The European Medicines Agency (EMA) Committee for Medicinal Products for Human Use (CHMP) today recommended that the Pfizer / BioNTech vaccine be given to children aged 5 to 11 years. To date, the vaccine has been approved for use in adults and children 12 years of age and older. Following the recommendations by EMA, European countries usually approve the vaccine.
In children aged 5 to 11 years, the dose of Comirnaty (as the German and American company vaccine is called) will be lower than that used in people 12 years of age and older (10 mg compared to 30 mg). As in the older age group, it is administered intramuscularly in two doses three weeks apart.
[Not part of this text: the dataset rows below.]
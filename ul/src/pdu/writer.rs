//! PDU writer module
//!
//! Encoding mirrors the reader's two stages: every PDU is framed as a
//! type byte, a reserved byte and a length-prefixed body, with the
//! body built through small helpers. A-ASSOCIATE-RQ and -AC share
//! their fixed head and item framing, differing only in which
//! presentation context items they carry.

use crate::pdu::*;
use byteordered::byteorder::{BigEndian, WriteBytesExt};
use dcm_encoding::text::{DefaultCharacterSetCodec, TextCodec};
use snafu::{Backtrace, ResultExt, Snafu};
use std::io::Write;

#[derive(Debug, Snafu)]
#[non_exhaustive]
pub enum Error {
    #[snafu(display("could not write chunk of PDU `{}`", name))]
    WriteChunk {
        name: &'static str,
        #[snafu(backtrace)]
        source: WriteChunkError,
    },

    #[snafu(display("could not write PDU field `{}`", field))]
    WriteField {
        field: &'static str,
        source: std::io::Error,
        backtrace: Backtrace,
    },

    #[snafu(display("could not encode text field `{}`", field))]
    EncodeField {
        field: &'static str,
        #[snafu(backtrace)]
        source: dcm_encoding::text::EncodeTextError,
    },
}

#[derive(Debug, Snafu)]
pub enum WriteChunkError {
    #[snafu(display("failed to build chunk"))]
    BuildChunk {
        #[snafu(backtrace)]
        source: Box<Error>,
    },
    #[snafu(display("failed to write chunk length"))]
    WriteLength {
        backtrace: Backtrace,
        source: std::io::Error,
    },
    #[snafu(display("failed to write chunk data"))]
    WriteData {
        backtrace: Backtrace,
        source: std::io::Error,
    },
}

pub type Result<T> = std::result::Result<T, Error>;

fn write_chunk_u32<F>(writer: &mut dyn Write, func: F) -> std::result::Result<(), WriteChunkError>
where
    F: FnOnce(&mut Vec<u8>) -> Result<()>,
{
    let mut data = vec![];
    func(&mut data).map_err(Box::from).context(BuildChunkSnafu)?;

    let length = data.len() as u32;
    writer
        .write_u32::<BigEndian>(length)
        .context(WriteLengthSnafu)?;

    writer.write_all(&data).context(WriteDataSnafu)?;

    Ok(())
}

fn write_chunk_u16<F>(writer: &mut dyn Write, func: F) -> std::result::Result<(), WriteChunkError>
where
    F: FnOnce(&mut Vec<u8>) -> Result<()>,
{
    let mut data = vec![];
    func(&mut data).map_err(Box::from).context(BuildChunkSnafu)?;

    let length = data.len() as u16;
    writer
        .write_u16::<BigEndian>(length)
        .context(WriteLengthSnafu)?;

    writer.write_all(&data).context(WriteDataSnafu)?;

    Ok(())
}

/// Write a full PDU to the given destination.
pub fn write_pdu<W>(writer: &mut W, pdu: &Pdu) -> Result<()>
where
    W: Write,
{
    match pdu {
        Pdu::AssociationRQ(rq) => write_association_pdu(
            writer,
            0x01,
            "A-ASSOCIATE-RQ",
            rq.protocol_version,
            &rq.called_ae_title,
            &rq.calling_ae_title,
            |out| {
                write_text_item(out, 0x10, &rq.application_context_name, "Application-context-name")?;
                for context in &rq.presentation_contexts {
                    write_proposed_context(out, context)?;
                }
                write_user_information(out, &rq.user_variables)
            },
        ),
        Pdu::AssociationAC(ac) => write_association_pdu(
            writer,
            0x02,
            "A-ASSOCIATE-AC",
            ac.protocol_version,
            &ac.called_ae_title,
            &ac.calling_ae_title,
            |out| {
                write_text_item(out, 0x10, &ac.application_context_name, "Application-context-name")?;
                for context in &ac.presentation_contexts {
                    write_context_result(out, context)?;
                }
                write_user_information(out, &ac.user_variables)
            },
        ),
        Pdu::AssociationRJ(AssociationRJ { result, source }) => {
            write_framed(writer, 0x03, "A-ASSOCIATE-RJ", |out| {
                let result = match result {
                    AssociationRJResult::Permanent => 0x01,
                    AssociationRJResult::Transient => 0x02,
                };
                let (source, reason) = reject_codes(source);
                // one reserved byte, then the three codes
                out.write_all(&[0x00, result, source, reason])
                    .context(WriteFieldSnafu {
                        field: "Result/Source/Reason",
                    })
            })
        }
        Pdu::PData { data } => write_framed(writer, 0x04, "P-DATA-TF", |out| {
            for value in data {
                // the PDV length covers the context ID and control header
                out.write_u32::<BigEndian>(value.data.len() as u32 + 2)
                    .context(WriteFieldSnafu { field: "PDV-length" })?;
                out.write_u8(value.presentation_context_id)
                    .context(WriteFieldSnafu {
                        field: "Presentation-context-ID",
                    })?;
                let mut control = 0x00;
                if value.value_type == PDataValueType::Command {
                    control |= 0x01;
                }
                if value.is_last {
                    control |= 0x02;
                }
                out.write_u8(control).context(WriteFieldSnafu {
                    field: "Message-control-header",
                })?;
                out.write_all(&value.data).context(WriteFieldSnafu {
                    field: "Presentation-data-value",
                })?;
            }
            Ok(())
        }),
        Pdu::ReleaseRQ => write_framed(writer, 0x05, "A-RELEASE-RQ", write_reserved_body),
        Pdu::ReleaseRP => write_framed(writer, 0x06, "A-RELEASE-RP", write_reserved_body),
        Pdu::AbortRQ { source } => write_framed(writer, 0x07, "A-ABORT", |out| {
            let (source, reason) = abort_codes(source);
            // two reserved bytes, then the two codes
            out.write_all(&[0x00, 0x00, source, reason])
                .context(WriteFieldSnafu {
                    field: "Source/Reason",
                })
        }),
        Pdu::Unknown { pdu_type, data } => write_framed(writer, *pdu_type, "Unknown", |out| {
            out.write_all(data).context(WriteFieldSnafu {
                field: "Unknown-data",
            })
        }),
    }
}

/// Write the framing shared by every PDU:
/// the type byte, a reserved byte, and the length-prefixed body.
fn write_framed(
    writer: &mut dyn Write,
    pdu_type: u8,
    name: &'static str,
    body: impl FnOnce(&mut Vec<u8>) -> Result<()>,
) -> Result<()> {
    writer
        .write_u8(pdu_type)
        .context(WriteFieldSnafu { field: "PDU-type" })?;
    writer
        .write_u8(0x00)
        .context(WriteFieldSnafu { field: "reserved" })?;
    write_chunk_u32(writer, body).context(WriteChunkSnafu { name })
}

/// The body of A-RELEASE-RQ and -RP: four reserved bytes.
fn write_reserved_body(out: &mut Vec<u8>) -> Result<()> {
    out.write_all(&[0x00; 4])
        .context(WriteFieldSnafu { field: "reserved" })
}

/// Write the framing shared by A-ASSOCIATE-RQ and -AC:
/// protocol version and both application entity title slots,
/// interleaved with reserved regions, followed by the variable items.
fn write_association_pdu(
    writer: &mut dyn Write,
    pdu_type: u8,
    name: &'static str,
    protocol_version: u16,
    called_ae_title: &str,
    calling_ae_title: &str,
    items: impl FnOnce(&mut Vec<u8>) -> Result<()>,
) -> Result<()> {
    write_framed(writer, pdu_type, name, |out| {
        out.write_u16::<BigEndian>(protocol_version)
            .context(WriteFieldSnafu {
                field: "Protocol-version",
            })?;
        out.write_u16::<BigEndian>(0x00)
            .context(WriteFieldSnafu { field: "reserved" })?;
        write_ae_title(out, called_ae_title, "Called-AE-title")?;
        write_ae_title(out, calling_ae_title, "Calling-AE-title")?;
        out.write_all(&[0x00; 32])
            .context(WriteFieldSnafu { field: "reserved" })?;
        items(out)
    })
}

/// AE titles travel as exactly 16 characters of the basic G0 set,
/// padded with trailing spaces.
fn write_ae_title(out: &mut Vec<u8>, title: &str, field: &'static str) -> Result<()> {
    let mut raw = DefaultCharacterSetCodec
        .encode(title)
        .context(EncodeFieldSnafu { field })?;
    raw.resize(16, b' ');
    out.write_all(&raw).context(WriteFieldSnafu { field })
}

/// Write one variable item or sub-item: type byte, reserved byte,
/// and the 16-bit length-prefixed payload.
fn write_item(
    out: &mut dyn Write,
    item_type: u8,
    name: &'static str,
    payload: impl FnOnce(&mut Vec<u8>) -> Result<()>,
) -> Result<()> {
    out.write_u8(item_type)
        .context(WriteFieldSnafu { field: "Item-type" })?;
    out.write_u8(0x00)
        .context(WriteFieldSnafu { field: "reserved" })?;
    write_chunk_u16(out, payload).context(WriteChunkSnafu { name })
}

/// Write an item whose payload is a single text value,
/// such as UID-valued items and sub-items.
fn write_text_item(
    out: &mut dyn Write,
    item_type: u8,
    value: &str,
    field: &'static str,
) -> Result<()> {
    write_item(out, item_type, field, |out| {
        let raw = DefaultCharacterSetCodec
            .encode(value)
            .context(EncodeFieldSnafu { field })?;
        out.write_all(&raw).context(WriteFieldSnafu { field })
    })
}

/// A proposed presentation context (item type 20H): the context
/// identifier, one abstract syntax sub-item and one transfer syntax
/// sub-item per admitted syntax.
fn write_proposed_context(
    out: &mut Vec<u8>,
    context: &PresentationContextProposed,
) -> Result<()> {
    write_item(out, 0x20, "Presentation Context Item", |out| {
        out.write_u8(context.id).context(WriteFieldSnafu {
            field: "Presentation-context-ID",
        })?;
        out.write_all(&[0x00; 3])
            .context(WriteFieldSnafu { field: "reserved" })?;
        write_text_item(out, 0x30, &context.abstract_syntax, "Abstract-syntax-name")?;
        for transfer_syntax in &context.transfer_syntaxes {
            write_text_item(out, 0x40, transfer_syntax, "Transfer-syntax-name")?;
        }
        Ok(())
    })
}

/// A negotiated presentation context (item type 21H): the context
/// identifier, the result code, and exactly one transfer syntax
/// sub-item.
fn write_context_result(out: &mut Vec<u8>, context: &PresentationContextResult) -> Result<()> {
    write_item(out, 0x21, "Presentation Context Item", |out| {
        out.write_u8(context.id).context(WriteFieldSnafu {
            field: "Presentation-context-ID",
        })?;
        out.write_u8(0x00)
            .context(WriteFieldSnafu { field: "reserved" })?;
        out.write_u8(context.reason as u8)
            .context(WriteFieldSnafu {
                field: "Result/Reason",
            })?;
        out.write_u8(0x00)
            .context(WriteFieldSnafu { field: "reserved" })?;
        write_text_item(out, 0x40, &context.transfer_syntax, "Transfer-syntax-name")
    })
}

/// The user information item (type 50H), wrapping one sub-item
/// per user variable. Absent when there are no variables to carry.
fn write_user_information(out: &mut Vec<u8>, variables: &[UserVariableItem]) -> Result<()> {
    if variables.is_empty() {
        return Ok(());
    }
    write_item(out, 0x50, "User Information Item", |out| {
        for variable in variables {
            match variable {
                UserVariableItem::MaxLength(max_length) => {
                    write_item(out, 0x51, "Maximum Length Sub-Item", |out| {
                        out.write_u32::<BigEndian>(*max_length)
                            .context(WriteFieldSnafu {
                                field: "Maximum-length-received",
                            })
                    })?;
                }
                UserVariableItem::ImplementationClassUID(uid) => {
                    write_text_item(out, 0x52, uid, "Implementation-class-uid")?;
                }
                UserVariableItem::ImplementationVersionName(name) => {
                    write_text_item(out, 0x55, name, "Implementation-version-name")?;
                }
                UserVariableItem::Unknown(item_type, data) => {
                    write_item(out, *item_type, "Unknown Sub-Item", |out| {
                        out.write_all(data).context(WriteFieldSnafu {
                            field: "Unknown-data",
                        })
                    })?;
                }
            }
        }
        Ok(())
    })
}

/// The source and reason code pair of an association rejection.
fn reject_codes(source: &AssociationRJSource) -> (u8, u8) {
    match source {
        AssociationRJSource::ServiceUser(reason) => (
            0x01,
            match reason {
                AssociationRJServiceUserReason::NoReasonGiven => 0x01,
                AssociationRJServiceUserReason::ApplicationContextNameNotSupported => 0x02,
                AssociationRJServiceUserReason::CallingAETitleNotRecognized => 0x03,
                AssociationRJServiceUserReason::CalledAETitleNotRecognized => 0x07,
                AssociationRJServiceUserReason::Reserved(code) => *code,
            },
        ),
        AssociationRJSource::ServiceProviderAsce(reason) => (
            0x02,
            match reason {
                AssociationRJServiceProviderAsceReason::NoReasonGiven => 0x01,
                AssociationRJServiceProviderAsceReason::ProtocolVersionNotSupported => 0x02,
            },
        ),
        AssociationRJSource::ServiceProviderPresentation(reason) => (
            0x03,
            match reason {
                AssociationRJServiceProviderPresentationReason::TemporaryCongestion => 0x01,
                AssociationRJServiceProviderPresentationReason::LocalLimitExceeded => 0x02,
                AssociationRJServiceProviderPresentationReason::Reserved(code) => *code,
            },
        ),
    }
}

/// The source and reason code pair of an association abort.
fn abort_codes(source: &AbortRQSource) -> (u8, u8) {
    match source {
        AbortRQSource::ServiceUser => (0x00, 0x00),
        AbortRQSource::Reserved => (0x01, 0x00),
        AbortRQSource::ServiceProvider(reason) => (
            0x02,
            match reason {
                AbortRQServiceProviderReason::ReasonNotSpecified => 0x00,
                AbortRQServiceProviderReason::UnrecognizedPdu => 0x01,
                AbortRQServiceProviderReason::UnexpectedPdu => 0x02,
                AbortRQServiceProviderReason::UnrecognizedPduParameter => 0x04,
                AbortRQServiceProviderReason::UnexpectedPduParameter => 0x05,
                AbortRQServiceProviderReason::InvalidPduParameter => 0x06,
            },
        ),
    }
}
A major study in children aged 5 to 11 years showed that the immune response to Comirnaty given at a lower dose (10 mg) in this age group was comparable to that observed at the highest dose (30 mg) at 16 to 25 years of age. The efficacy of Comirnaty was estimated in nearly 2,000 children aged 5 to 11 years who had no signs of a previous infection. These children received either the vaccine or a placebo. Of the 1,305 children who received the vaccine, three developed COVID-19 compared with 16 of the 663 children who received a placebo. This means that, in this study, the vaccine was 90.7% effective in preventing symptomatic COVID-19 (although the actual rate could be between 67.7% and 98.3%).